My final point concerns non-life reinsurance. Insurance allows the western world to function. Every aspect of personal or commercial life is the subject of the pooling of risk that is insurance. Under Solvency II, the EU led the world in creating the modern way of regulating insurers, a key strand of which is determining how much capital they require to trade. Insurers’ capital is made up of permanent capital—shareholders’ equity—and temporary capital that they source from reinsurers as reinsurance. In the EU the temporary capital counts only if it is from an EU reinsurer or one based in an equivalent jurisdiction.

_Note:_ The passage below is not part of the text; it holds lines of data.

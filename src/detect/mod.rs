//! Detection Module
//!
//! グリッド全体を走査してテーブル領域を列挙するモジュール。
//! ヘッダー判定（header）と境界探索（tracer）を組み合わせ、
//! 発見順（上から下、左から右）で領域を報告します。

mod header;
mod tracer;

pub(crate) use header::HeaderPredicate;
pub(crate) use tracer::trace_region;

use crate::grid::SheetGrid;
use crate::types::TableRegion;

/// グリッド上のすべてのテーブル領域を検出
///
/// 行を上から下へ、行内を左から右へ走査します。新しい候補は、
/// ヘッダースタイルのセルのうち左隣がヘッダースタイルでないものだけ
/// から始まります（同一ヘッダー走行の内部セルからの再検出を防ぐため）。
///
/// 検出済み領域の内側のセルは候補になりません。これにより入れ子や
/// 重なり合う領域は発生しません。候補の探索に成功した場合、列カーソルは
/// 領域の右端の次へ進みます。失敗した場合は何も報告せず走査を続けます。
///
/// # 引数
///
/// * `grid` - 走査対象のグリッド
/// * `pred` - ヘッダー判定述語
///
/// # 戻り値
///
/// 発見順に並んだテーブル領域のリスト
pub(crate) fn detect_regions(grid: &SheetGrid, pred: &HeaderPredicate) -> Vec<TableRegion> {
    let mut regions: Vec<TableRegion> = Vec::new();

    for row in 1..=grid.max_row() {
        let mut col = 1;
        while col <= grid.max_col() {
            // 検出済み領域の内側はスキップ
            if regions.iter().any(|r| r.contains(row, col)) {
                col += 1;
                continue;
            }

            let starts_run = pred.is_header(grid.cell(row, col))
                && (col == 1 || !pred.is_header(grid.cell(row, col - 1)));

            if starts_run {
                if let Some(region) = trace_region(grid, pred, row, col) {
                    col = region.bottom_right.col + 1;
                    regions.push(region);
                    continue;
                }
            }

            col += 1;
        }
    }

    regions
}

#[cfg(test)]
mod tests {
    use super::*;
    use crate::api::HeaderPolicy;
    use crate::grid::test_support::*;
    use crate::types::{Borders, CellCoord, CellValue, Color};

    fn predicate() -> HeaderPredicate {
        HeaderPredicate::new(
            HeaderPolicy::Strict,
            Color::Indexed(4),
            Color::rgb("FFFFFFFF"),
        )
    }

    fn bottom_border() -> Borders {
        Borders {
            bottom: true,
            ..Borders::default()
        }
    }

    fn right_border() -> Borders {
        Borders {
            right: true,
            ..Borders::default()
        }
    }

    fn data_row(values: &[&str], bordered: bool) -> Vec<crate::types::Cell> {
        values
            .iter()
            .map(|v| {
                let borders = if bordered {
                    bottom_border()
                } else {
                    Borders::default()
                };
                bordered_cell(CellValue::Text(v.to_string()), borders)
            })
            .collect()
    }

    #[test]
    fn test_detect_single_table() {
        let grid = SheetGrid::from_cells(vec![
            vec![
                header_cell("A", Borders::default()),
                header_cell("B", right_border()),
            ],
            data_row(&["a1", "b1"], false),
            data_row(&["a2", "b2"], true),
        ]);

        let regions = detect_regions(&grid, &predicate());
        assert_eq!(regions.len(), 1);
        assert_eq!(regions[0].top_left, CellCoord::new(1, 1));
        assert_eq!(regions[0].bottom_right, CellCoord::new(3, 2));
    }

    #[test]
    fn test_detect_empty_grid() {
        let grid = SheetGrid::from_cells(vec![]);
        assert!(detect_regions(&grid, &predicate()).is_empty());
    }

    #[test]
    fn test_detect_no_headers() {
        let grid = SheetGrid::from_cells(vec![
            data_row(&["a1", "b1"], false),
            data_row(&["a2", "b2"], true),
        ]);
        assert!(detect_regions(&grid, &predicate()).is_empty());
    }

    #[test]
    fn test_interior_header_cells_do_not_restart_detection() {
        // 3列のヘッダー走行から候補は1つだけ生成される
        let grid = SheetGrid::from_cells(vec![
            vec![
                header_cell("A", Borders::default()),
                header_cell("B", Borders::default()),
                header_cell("C", right_border()),
            ],
            data_row(&["a", "b", "c"], true),
        ]);

        let regions = detect_regions(&grid, &predicate());
        assert_eq!(regions.len(), 1);
    }

    #[test]
    fn test_two_tables_stacked_with_borders() {
        let grid = SheetGrid::from_cells(vec![
            vec![header_cell("A", right_border()), header_cell("B", right_border())],
            data_row(&["a1", "b1"], true),
            vec![header_cell("X", right_border()), header_cell("Y", right_border())],
            data_row(&["x1", "y1"], true),
        ]);

        let regions = detect_regions(&grid, &predicate());
        assert_eq!(regions.len(), 2);

        // 発見順: 上のテーブルが先
        assert_eq!(regions[0].top_left, CellCoord::new(1, 1));
        assert_eq!(regions[0].bottom_right, CellCoord::new(2, 2));
        assert_eq!(regions[1].top_left, CellCoord::new(3, 1));
        assert_eq!(regions[1].bottom_right, CellCoord::new(4, 2));
    }

    #[test]
    fn test_two_tables_side_by_side() {
        let grid = SheetGrid::from_cells(vec![
            vec![
                header_cell("A", right_border()),
                crate::types::Cell::EMPTY,
                header_cell("X", right_border()),
            ],
            vec![
                bordered_cell(CellValue::Text("a1".to_string()), bottom_border()),
                crate::types::Cell::EMPTY,
                bordered_cell(CellValue::Text("x1".to_string()), bottom_border()),
            ],
        ]);

        let regions = detect_regions(&grid, &predicate());
        assert_eq!(regions.len(), 2);

        // 発見順: 同一行内では左のテーブルが先
        assert_eq!(regions[0].top_left, CellCoord::new(1, 1));
        assert_eq!(regions[1].top_left, CellCoord::new(1, 3));
    }

    #[test]
    fn test_failed_candidate_does_not_block_later_tables() {
        // 右罫線を持たないヘッダー走行は領域を生まないが、
        // その下の正しいテーブルは検出される
        let grid = SheetGrid::from_cells(vec![
            vec![
                header_cell("Bad", Borders::default()),
                header_cell("Run", Borders::default()),
            ],
            data_row(&["-", "-"], false),
            vec![
                header_cell("Good", Borders::default()),
                header_cell("Run", right_border()),
            ],
            data_row(&["g1", "r1"], true),
        ]);

        let regions = detect_regions(&grid, &predicate());
        assert_eq!(regions.len(), 1);
        assert_eq!(regions[0].top_left, CellCoord::new(3, 1));
        assert_eq!(regions[0].bottom_right, CellCoord::new(4, 2));
    }

    #[test]
    fn test_consumed_rows_are_not_rescanned() {
        // 検出済み領域の内部にあるヘッダースタイルのセルは
        // 新しい候補にならない
        let grid = SheetGrid::from_cells(vec![
            vec![header_cell("A", right_border()), header_cell("B", right_border())],
            // 領域内部（左端列以外）にヘッダースタイルのセルが紛れていても
            // 新しい候補として扱われない
            vec![
                bordered_cell(CellValue::Text("a1".to_string()), Borders::default()),
                header_cell("stray", right_border()),
            ],
            data_row(&["a2", "b2"], true),
        ]);

        let regions = detect_regions(&grid, &predicate());
        assert_eq!(regions.len(), 1);
        assert_eq!(regions[0].top_left, CellCoord::new(1, 1));
        assert_eq!(regions[0].bottom_right, CellCoord::new(3, 2));
    }

    #[test]
    fn test_detection_is_deterministic() {
        let build = || {
            SheetGrid::from_cells(vec![
                vec![header_cell("A", right_border()), header_cell("B", right_border())],
                data_row(&["a1", "b1"], true),
            ])
        };

        let first = detect_regions(&build(), &predicate());
        let second = detect_regions(&build(), &predicate());
        assert_eq!(first, second);
    }
}
//! Question Answering Module
//!
//! チャット補完APIを呼び出す質問応答クライアントを提供するモジュール。
//! クライアントは起動時に資格情報を注入して構築するサービスオブジェクトで、
//! グローバル状態は持ちません。モデルの応答テキストは加工せずに返します。

use serde::Deserialize;
use serde_json::json;

use crate::error::SheetScoutError;

/// システムプロンプト
///
/// コンテキストから回答できない質問には "I don't know" と答えるよう
/// モデルを制約します。
const SYSTEM_PROMPT: &str = "Answer the question based on the context below, \
and if the question can't be answered based on the context, say \"I don't know\"\n\n";

/// デフォルトのチャット補完エンドポイント
const DEFAULT_ENDPOINT: &str = "https://api.openai.com/v1/chat/completions";

/// デフォルトのモデル名
const DEFAULT_MODEL: &str = "gpt-3.5-turbo";

/// チャット補完クライアント
///
/// # 使用例
///
/// ```rust,no_run
/// use sheetscout::ChatClient;
///
/// # fn main() -> Result<(), sheetscout::SheetScoutError> {
/// let api_key = std::env::var("OPENAI_API_KEY").expect("OPENAI_API_KEY not set");
/// let client = ChatClient::new(api_key);
/// let answer = client.ask("What is the total?", r#"{"columns":[],"rows":[]}"#)?;
/// println!("{}", answer);
/// # Ok(())
/// # }
/// ```
#[derive(Debug)]
pub struct ChatClient {
    /// HTTPクライアント
    http: reqwest::blocking::Client,

    /// チャット補完エンドポイントのURL
    endpoint: String,

    /// APIキー（Bearerトークンとして送信）
    api_key: String,

    /// 使用するモデル名
    model: String,
}

/// チャット補完APIのレスポンス
#[derive(Debug, Deserialize)]
struct ChatCompletionResponse {
    choices: Vec<ChatChoice>,
}

#[derive(Debug, Deserialize)]
struct ChatChoice {
    message: ChatMessage,
}

#[derive(Debug, Deserialize)]
struct ChatMessage {
    content: String,
}

impl ChatClient {
    /// 資格情報を注入してクライアントを構築
    ///
    /// # 引数
    ///
    /// * `api_key` - チャット補完APIのAPIキー
    pub fn new(api_key: impl Into<String>) -> Self {
        Self {
            http: reqwest::blocking::Client::new(),
            endpoint: DEFAULT_ENDPOINT.to_string(),
            api_key: api_key.into(),
            model: DEFAULT_MODEL.to_string(),
        }
    }

    /// エンドポイントURLを差し替える（互換API・テスト用）
    pub fn with_endpoint(mut self, endpoint: impl Into<String>) -> Self {
        self.endpoint = endpoint.into();
        self
    }

    /// モデル名を差し替える
    pub fn with_model(mut self, model: impl Into<String>) -> Self {
        self.model = model.into();
        self
    }

    /// 質問とコンテキストを送信し、モデルの応答テキストを取得
    ///
    /// # 引数
    ///
    /// * `question` - 自由形式の質問文
    /// * `context` - コンテキストとして渡すスナップショットのJSONテキスト
    ///
    /// # 戻り値
    ///
    /// * `Ok(String)` - モデルの応答テキスト（加工なし）
    /// * `Err(SheetScoutError::Upstream)` - リクエスト送信またはレスポンス
    ///   解釈に失敗した場合。リトライは行いません。
    pub fn ask(&self, question: &str, context: &str) -> Result<String, SheetScoutError> {
        let body = build_request_body(&self.model, question, context);

        let response = self
            .http
            .post(&self.endpoint)
            .bearer_auth(&self.api_key)
            .json(&body)
            .send()
            .map_err(|e| SheetScoutError::Upstream(e.to_string()))?
            .error_for_status()
            .map_err(|e| SheetScoutError::Upstream(e.to_string()))?;

        let parsed: ChatCompletionResponse = response
            .json()
            .map_err(|e| SheetScoutError::Upstream(e.to_string()))?;

        parsed
            .choices
            .into_iter()
            .next()
            .map(|choice| choice.message.content)
            .ok_or_else(|| {
                SheetScoutError::Upstream("response contained no choices".to_string())
            })
    }
}

/// チャット補完リクエストのボディを構築
fn build_request_body(model: &str, question: &str, context: &str) -> serde_json::Value {
    json!({
        "model": model,
        "messages": [
            {"role": "system", "content": SYSTEM_PROMPT},
            {
                "role": "user",
                "content": format!(
                    "Context: {}\n\n---\n\nQuestion: {}\nAnswer:",
                    context, question
                ),
            },
        ],
        "temperature": 0,
        "top_p": 1,
        "frequency_penalty": 0,
        "presence_penalty": 0,
    })
}
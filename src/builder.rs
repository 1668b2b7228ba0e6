//! Builder Module
//!
//! Fluent Builder APIを提供し、`Detector`インスタンスを段階的に構築する。

use std::io::{Cursor, Read, Seek};

use chrono::NaiveDate;

use crate::api::{DateFormat, HeaderPolicy};
use crate::detect::{detect_regions, HeaderPredicate};
use crate::error::SheetScoutError;
use crate::extract::TableExtractor;
use crate::grid::SheetGrid;
use crate::parser::{WorkbookParser, XlsxStyleParser};
use crate::security::SecurityConfig;
use crate::serialize::{serialize_table, SerializedTable};
use crate::types::{Color, TableRegion};

/// 検出処理の設定を保持する内部構造体
#[derive(Debug, Clone)]
pub(crate) struct DetectorConfig {
    /// ヘッダー判定ポリシー
    pub header_policy: HeaderPolicy,

    /// ヘッダーの塗りつぶし色
    pub header_fill: Color,

    /// ヘッダーのフォント色（Strictポリシーでのみ参照）
    pub header_font: Color,

    /// 日付の出力形式
    pub date_format: DateFormat,

    /// 空の列ラベルに与えるプレースホルダー名
    pub column_placeholder: String,
}

impl Default for DetectorConfig {
    fn default() -> Self {
        Self {
            header_policy: HeaderPolicy::Strict,
            header_fill: Color::Indexed(4),
            header_font: Color::rgb("FFFFFFFF"),
            date_format: DateFormat::Iso8601,
            column_placeholder: "Column".to_string(),
        }
    }
}

/// Fluent Builder APIを提供する構造体
///
/// `Detector`インスタンスを段階的に構築するためのビルダーです。
/// すべての設定項目にデフォルト値が設定されており、必要な設定のみを
/// オーバーライドできます。
///
/// # デフォルト設定
///
/// - ヘッダーポリシー: Strict（塗りつぶし色＋フォント色）
/// - ヘッダー塗りつぶし色: インデックスパレットのスロット4
/// - ヘッダーフォント色: 白（`FFFFFFFF`）
/// - 日付形式: ISO 8601
/// - 列プレースホルダー名: `Column`
///
/// # 使用例
///
/// ```rust,no_run
/// use sheetscout::{Color, DetectorBuilder, HeaderPolicy};
///
/// # fn main() -> Result<(), sheetscout::SheetScoutError> {
/// let detector = DetectorBuilder::new()
///     .with_header_policy(HeaderPolicy::Loose)
///     .with_header_fill(Color::rgb("FF4472C4"))
///     .build()?;
/// # Ok(())
/// # }
/// ```
#[derive(Debug)]
pub struct DetectorBuilder {
    /// 内部設定（構築中）
    config: DetectorConfig,
}

impl Default for DetectorBuilder {
    fn default() -> Self {
        Self::new()
    }
}

impl DetectorBuilder {
    /// デフォルト設定を持つビルダーインスタンスを生成する
    pub fn new() -> Self {
        Self {
            config: DetectorConfig::default(),
        }
    }

    /// ヘッダー判定ポリシーを指定する
    ///
    /// # 引数
    ///
    /// * `policy: HeaderPolicy`: 判定ポリシー（Loose / Strict）
    pub fn with_header_policy(mut self, policy: HeaderPolicy) -> Self {
        self.config.header_policy = policy;
        self
    }

    /// ヘッダーの塗りつぶし色を指定する
    ///
    /// # 引数
    ///
    /// * `fill: Color`: 塗りつぶし色（インデックスまたはRGBリテラル）
    ///
    /// # 使用例
    ///
    /// ```rust,no_run
    /// use sheetscout::{Color, DetectorBuilder};
    ///
    /// let builder = DetectorBuilder::new()
    ///     .with_header_fill(Color::rgb("FF4472C4"));
    /// ```
    pub fn with_header_fill(mut self, fill: Color) -> Self {
        self.config.header_fill = fill;
        self
    }

    /// ヘッダーのフォント色を指定する
    ///
    /// Strictポリシーでのみ参照されます。
    ///
    /// # 引数
    ///
    /// * `font: Color`: フォント色（インデックスまたはRGBリテラル）
    pub fn with_header_font(mut self, font: Color) -> Self {
        self.config.header_font = font;
        self
    }

    /// 日付の出力形式を指定する
    ///
    /// # 引数
    ///
    /// * `format: DateFormat`: 日付形式
    pub fn with_date_format(mut self, format: DateFormat) -> Self {
        self.config.date_format = format;
        self
    }

    /// 空の列ラベルに与えるプレースホルダー名を指定する
    ///
    /// # 引数
    ///
    /// * `name`: プレースホルダー名（デフォルト: `Column`）
    pub fn with_column_placeholder(mut self, name: impl Into<String>) -> Self {
        self.config.column_placeholder = name.into();
        self
    }

    /// 設定を検証し、`Detector`インスタンスを生成する
    ///
    /// # 戻り値
    ///
    /// * `Ok(Detector)`: 設定が有効な場合
    /// * `Err(SheetScoutError::Config)`: 設定が無効な場合
    ///
    /// # 発生し得るエラー
    ///
    /// * Strictポリシーにテーマ由来のヘッダー色を指定した場合
    ///   （テーマ由来色はヘッダーとして分類されないため、必ず空振りする設定）
    /// * カスタム日付形式が不正な書式文字列の場合
    /// * 列プレースホルダー名が空の場合
    pub fn build(self) -> Result<Detector, SheetScoutError> {
        // 1. ヘッダー色の検証
        if self.config.header_policy == HeaderPolicy::Strict {
            if self.config.header_fill.is_theme() {
                return Err(SheetScoutError::Config(
                    "Strict policy requires a literal header fill color (theme colors are never \
                     classified as headers)"
                        .to_string(),
                ));
            }
            if self.config.header_font.is_theme() {
                return Err(SheetScoutError::Config(
                    "Strict policy requires a literal header font color (theme colors are never \
                     classified as headers)"
                        .to_string(),
                ));
            }
        }

        // 2. カスタム日付形式の検証
        if let DateFormat::Custom(ref format_str) = self.config.date_format {
            // テスト用の日付でフォーマット試行
            let test_date = NaiveDate::from_ymd_opt(2025, 1, 1)
                .ok_or_else(|| SheetScoutError::Config("Failed to create test date".to_string()))?;
            let formatted = test_date.format(format_str).to_string();
            if formatted.is_empty() {
                return Err(SheetScoutError::Config(format!(
                    "Invalid date format string: '{}'",
                    format_str
                )));
            }
        }

        // 3. 列プレースホルダー名の検証
        if self.config.column_placeholder.trim().is_empty() {
            return Err(SheetScoutError::Config(
                "Column placeholder name must not be blank".to_string(),
            ));
        }

        // 4. Detectorインスタンス生成
        Ok(Detector::new(self.config))
    }
}

/// 検出されたテーブル（領域とシリアライズ済みレコードのペア）
#[derive(Debug, Clone, PartialEq)]
pub struct DetectedTable {
    /// グリッド上の矩形領域
    pub region: TableRegion,

    /// シリアライズ済みテーブル
    pub table: SerializedTable,
}

/// テーブル検出処理のファサード
///
/// ワークブックを読み込み、先頭シート上のテーブルをセル書式の
/// ヒューリスティックで検出して、構造化レコードとして返すメイン
/// エントリーポイントです。処理は同期・単一スレッドで、1回の呼び出しが
/// グリッドのスナップショットを専有します。呼び出し間で共有される
/// 可変状態はありません。
///
/// # 使用例
///
/// ```rust,no_run
/// use sheetscout::DetectorBuilder;
/// use std::fs::File;
///
/// # fn main() -> Result<(), sheetscout::SheetScoutError> {
/// let detector = DetectorBuilder::new().build()?;
/// let input = File::open("report.xlsx")?;
/// let tables = detector.detect_tables(input)?;
/// println!("{} tables detected", tables.len());
/// # Ok(())
/// # }
/// ```
#[derive(Debug)]
pub struct Detector {
    /// 検出設定
    config: DetectorConfig,
}

impl Detector {
    pub(crate) fn new(config: DetectorConfig) -> Self {
        Self { config }
    }

    /// ワークブックからテーブルを検出し、領域情報付きで返す
    ///
    /// # 引数
    ///
    /// * `input` - ワークブックを読み込むためのリーダー（Read + Seekトレイトを実装）
    ///
    /// # 戻り値
    ///
    /// 発見順（上から下、左から右）に並んだ検出結果。ヘッダー候補の
    /// 境界が見つからなかった場合、その候補は黙って破棄されるため、
    /// テーブルが1つも見つからないシートでは空のリストを返します
    /// （エラーにはなりません）。
    ///
    /// # 処理フロー
    ///
    /// 1. 入力全体をメモリへ読み込む（サイズ制限を適用）
    /// 2. calamineで先頭シートのセル値を抽出
    /// 3. XLSX内部XMLからスタイル情報を抽出
    /// 4. 稠密グリッドを構築
    /// 5. グリッドを走査して領域を検出
    /// 6. 各領域を抽出・整形し、シリアライズする
    pub fn detect<R: Read + Seek>(
        &self,
        mut input: R,
    ) -> Result<Vec<DetectedTable>, SheetScoutError> {
        // 1. 入力データをメモリに読み込む（値とスタイルで2回解析するため）
        let security_config = SecurityConfig::default();
        let mut buffer = Vec::new();
        let bytes_read = input.read_to_end(&mut buffer)?;

        if bytes_read as u64 > security_config.max_input_file_size {
            return Err(SheetScoutError::SecurityViolation(format!(
                "Input file size exceeds maximum: {} bytes (max: {} bytes)",
                bytes_read, security_config.max_input_file_size
            )));
        }

        // 2. セル値の抽出（先頭シートのみ）
        let mut parser = WorkbookParser::open(buffer.clone())?;
        let sheet_name = parser.first_sheet_name()?;
        let raw_cells = parser.read_cells(&sheet_name)?;

        // 3. スタイル情報の抽出
        let styles = XlsxStyleParser::new(Cursor::new(buffer))?;

        // 4. グリッドの構築
        let grid = SheetGrid::build(raw_cells, &styles);

        // 5. 領域の検出
        let predicate = HeaderPredicate::new(
            self.config.header_policy,
            self.config.header_fill.clone(),
            self.config.header_font.clone(),
        );
        let regions = detect_regions(&grid, &predicate);

        // 6. 抽出とシリアライズ
        let extractor =
            TableExtractor::new(&self.config.date_format, &self.config.column_placeholder);
        let mut tables = Vec::with_capacity(regions.len());
        for region in regions {
            let extracted = extractor.extract(&grid, &region)?;
            tables.push(DetectedTable {
                region,
                table: serialize_table(&extracted),
            });
        }

        Ok(tables)
    }

    /// ワークブックからテーブルを検出し、シリアライズ済みレコードのみを返す
    ///
    /// # 引数
    ///
    /// * `input` - ワークブックを読み込むためのリーダー（Read + Seekトレイトを実装）
    pub fn detect_tables<R: Read + Seek>(
        &self,
        input: R,
    ) -> Result<Vec<SerializedTable>, SheetScoutError> {
        Ok(self
            .detect(input)?
            .into_iter()
            .map(|detected| detected.table)
            .collect())
    }
}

The largest reinsurance market in the world is in Bermuda and it is thus not surprising that it was granted equivalence for the start of Solvency II. Not to have done so would have hugely damaged the insurance industry throughout the EU. EU insurers in the aggregate would have been far short of the required capital under Solvency II, and whatever corrective strategy they chose to take would have caused problems for large numbers of personal and commercial clients. The second largest reinsurance market is London. The same considerations apply. Again, looked at through the lens of the 500 million, the granting of equivalence where reinsurance is concerned would seem very much in everybody’s interests. Can the Minister confirm that the equivalence position is being talked about and tell us the EU negotiators’ current position?
In closing, I note that the common theme that runs through our report is the need for a collaborative approach and a can-do attitude. The report calls it,
“the language of partnership, and accepting that compromises will be necessary”—
the lens of the 500 million people. That is a challenge that those who gather at Chequers later this week have the opportunity to take up. I very much hope that they do.